[Extracted information — start]

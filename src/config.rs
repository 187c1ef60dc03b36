//! Configuration System
//!
//! Layered configuration for the shallow renderer: placeholder style, scratch
//! renderer buffer sizing, and logging. Sources are merged by [`ConfigLoader`].

use crate::frame::PlaceholderStyle;
use crate::logging::LoggingConfig;
use crate::render::DEFAULT_BUFFER_CAPACITY;
use serde::{Deserialize, Serialize};

mod facade;
mod merge;
mod sources;

pub use facade::ConfigLoader;

/// Root configuration structure
#[derive(Debug, Clone, Default, PartialEq, Serialize, Deserialize)]
pub struct ShallowConfig {
    /// How collapsed components are written
    #[serde(default)]
    pub placeholder: PlaceholderConfig,

    /// Scratch renderer settings
    #[serde(default)]
    pub renderer: RendererConfig,

    #[serde(default)]
    pub logging: LoggingConfig,
}

/// Placeholder configuration
#[derive(Debug, Clone, PartialEq, Serialize, Deserialize)]
pub struct PlaceholderConfig {
    /// element (machine-readable) or comment (informational)
    #[serde(default = "default_style")]
    pub style: String,

    /// Attribute namespace for element placeholders
    #[serde(default = "default_namespace")]
    pub namespace: String,
}

fn default_style() -> String {
    "element".to_string()
}

fn default_namespace() -> String {
    "shallow".to_string()
}

impl Default for PlaceholderConfig {
    fn default() -> Self {
        Self {
            style: default_style(),
            namespace: default_namespace(),
        }
    }
}

impl PlaceholderConfig {
    pub fn to_style(&self) -> Result<PlaceholderStyle, String> {
        match self.style.as_str() {
            "element" => {
                let valid = !self.namespace.is_empty()
                    && self
                        .namespace
                        .chars()
                        .all(|c| c.is_ascii_alphanumeric() || c == '-' || c == '_');
                if !valid {
                    return Err(format!(
                        "Invalid placeholder namespace: '{}'",
                        self.namespace
                    ));
                }
                Ok(PlaceholderStyle::Element {
                    namespace: self.namespace.clone(),
                })
            }
            "comment" => Ok(PlaceholderStyle::Comment),
            other => Err(format!(
                "Invalid placeholder style: {} (must be 'element' or 'comment')",
                other
            )),
        }
    }
}

/// Scratch renderer configuration
#[derive(Debug, Clone, PartialEq, Serialize, Deserialize)]
pub struct RendererConfig {
    /// Minimum number of slots in a rendered frame buffer
    #[serde(default = "default_buffer_capacity")]
    pub buffer_capacity: usize,
}

fn default_buffer_capacity() -> usize {
    DEFAULT_BUFFER_CAPACITY
}

impl Default for RendererConfig {
    fn default() -> Self {
        Self {
            buffer_capacity: default_buffer_capacity(),
        }
    }
}

/// Configuration validation errors
#[derive(Debug, Clone, PartialEq, Eq)]
pub enum ValidationError {
    Placeholder(String),
    Renderer(String),
    Logging(String),
}

impl std::fmt::Display for ValidationError {
    fn fmt(&self, f: &mut std::fmt::Formatter<'_>) -> std::fmt::Result {
        match self {
            ValidationError::Placeholder(msg) => write!(f, "Placeholder: {}", msg),
            ValidationError::Renderer(msg) => write!(f, "Renderer: {}", msg),
            ValidationError::Logging(msg) => write!(f, "Logging: {}", msg),
        }
    }
}

impl std::error::Error for ValidationError {}

impl ShallowConfig {
    /// Validate the entire configuration
    pub fn validate(&self) -> Result<(), Vec<ValidationError>> {
        let mut errors = Vec::new();

        if let Err(e) = self.placeholder.to_style() {
            errors.push(ValidationError::Placeholder(e));
        }

        if self.renderer.buffer_capacity == 0 {
            errors.push(ValidationError::Renderer(
                "buffer_capacity must be at least 1".to_string(),
            ));
        }

        if let Err(e) = self.logging.validate() {
            errors.push(ValidationError::Logging(e));
        }

        if errors.is_empty() {
            Ok(())
        } else {
            Err(errors)
        }
    }
}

[Extracted information — finish]

**What you need to do**
Using the entries, return every line where the word "must" can be found.

**Response to this task**
                "Invalid placeholder style: {} (must be 'element' or 'comment')",
                "buffer_capacity must be at least 1".to_string(),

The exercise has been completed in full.